▶ **Task instructions**
Only these lines are needed: the first line of the entries below through the line with "pub mod output;", each returned exactly.

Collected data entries

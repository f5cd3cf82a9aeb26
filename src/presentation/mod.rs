//! Presentation Layer
//!
//! This layer handles:
//! - Creating use cases with infrastructure dependencies
//! - Output formatting (text/JSON)
//!
//! ## Structure
//!
//! - `factory` - Creates use cases with proper dependencies (dependency injection)
//! - `output` - Rendering of published paths, manifests and errors
//!
//! ## Usage
//!
//! ```ignore
//! use tagdeploy::presentation::{factory, OutputFormat};
//!
//! let use_case =
//!     factory::create_deploy_use_case(Path::new("git"), OutputFormat::Text, cancel);
//! let published = use_case.execute(&request)?;
//! ```

pub mod factory;
pub mod output;

pub use factory::create_deploy_use_case;
pub use output::OutputFormat;
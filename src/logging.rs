//! Logging setup for the tagdeploy binary.
//!
//! Logs go to stderr only; stdout carries the published path (or the JSON
//! event stream) and nothing else.

use is_terminal::IsTerminal;
use tracing_subscriber::{layer::SubscriberExt, util::SubscriberInitExt, EnvFilter, Layer};

/// Filter used for a given `-v` count when `RUST_LOG` is not set
pub fn default_filter(verbose: u8) -> &'static str {
    match verbose {
        0 => "warn",
        1 => "tagdeploy=info,warn",
        2 => "tagdeploy=debug,info",
        _ => "trace",
    }
}

/// Initialize tracing with a stderr writer.
///
/// `RUST_LOG` wins over the verbosity count.
pub fn init_logging(verbose: u8) -> anyhow::Result<()> {
    let filter = EnvFilter::try_from_default_env()
        .unwrap_or_else(|_| EnvFilter::new(default_filter(verbose)));

    tracing_subscriber::registry()
        .with(
            tracing_subscriber::fmt::layer()
                .with_writer(std::io::stderr)
                .with_ansi(std::io::stderr().is_terminal())
                .with_target(verbose > 1)
                .with_filter(filter),
        )
        .try_init()?;

    Ok(())
}
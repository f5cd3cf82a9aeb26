use std::path::PathBuf;

use clap::{Args, Parser, Subcommand};

/// Stage a tagged git revision with config and data overlays, then publish it atomically
#[derive(Parser, Debug)]
#[command(name = "tagdeploy")]
#[command(author, version, about, long_about = None)]
#[command(subcommand_negates_reqs = true)]
#[command(after_help = "On success the published path is the only output on stdout.")]
pub struct Cli {
    /// Emit NDJSON events on stdout
    #[arg(long, global = true)]
    pub json: bool,

    /// Verbosity level (-v, -vv, -vvv)
    #[arg(short, long, action = clap::ArgAction::Count, global = true)]
    pub verbose: u8,

    /// Settings file (defaults to $XDG_CONFIG_HOME/tagdeploy/config.toml)
    #[arg(long, global = true, value_name = "PATH")]
    pub settings: Option<PathBuf>,

    #[command(flatten)]
    pub deploy: DeployArgs,

    #[command(subcommand)]
    pub command: Option<Commands>,
}

#[derive(Args, Debug, Default)]
pub struct DeployArgs {
    /// Destination base path (defaults to the current directory)
    #[arg(value_name = "DESTINATION")]
    pub destination: Option<PathBuf>,

    /// Git repository to deploy from
    #[arg(short, long, value_name = "PATH")]
    pub source_repo: Option<String>,

    /// Tag to deploy
    #[arg(short, long, required = true)]
    pub tag: Option<String>,

    /// Config file placed at config/config.txt
    #[arg(short, long, value_name = "PATH", required = true)]
    pub config: Option<PathBuf>,

    /// Data directory merged into data/
    #[arg(short, long, value_name = "PATH", required = true)]
    pub data: Option<PathBuf>,

    /// Deployment name prefix
    #[arg(short, long)]
    pub name: Option<String>,

    /// User owning data/ and secret/ (name or uid)
    #[arg(short = 'u', long, value_name = "USER")]
    pub www_user: Option<String>,

    /// Group owning the tree (name or gid)
    #[arg(short = 'g', long, value_name = "GROUP")]
    pub www_group: Option<String>,

    /// Parent directory for the temporary tree
    #[arg(long, value_name = "PATH")]
    pub staging_dir: Option<PathBuf>,
}

#[derive(Subcommand, Debug)]
pub enum Commands {
    /// Print the DEPLOYMENT manifest of a published tree
    Inspect {
        /// Published tree
        #[arg(value_name = "PUBLISHED_DIR")]
        dir: PathBuf,
    },
}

▶ **Solution to the exercise**
repository f5cd3cf82a9aeb26
filename src/presentation/mod.rs
//! Presentation Layer
//!
//! This layer handles:
//! - Creating use cases with infrastructure dependencies
//! - Output formatting (text/JSON)
//!
//! ## Structure
//!
//! - `factory` - Creates use cases with proper dependencies (dependency injection)
//! - `output` - Rendering of published paths, manifests and errors
//!
//! ## Usage
//!
//! ```ignore
//! use tagdeploy::presentation::{factory, OutputFormat};
//!
//! let use_case =
//!     factory::create_deploy_use_case(Path::new("git"), OutputFormat::Text, cancel);
//! let published = use_case.execute(&request)?;
//! ```

pub mod factory;
pub mod output;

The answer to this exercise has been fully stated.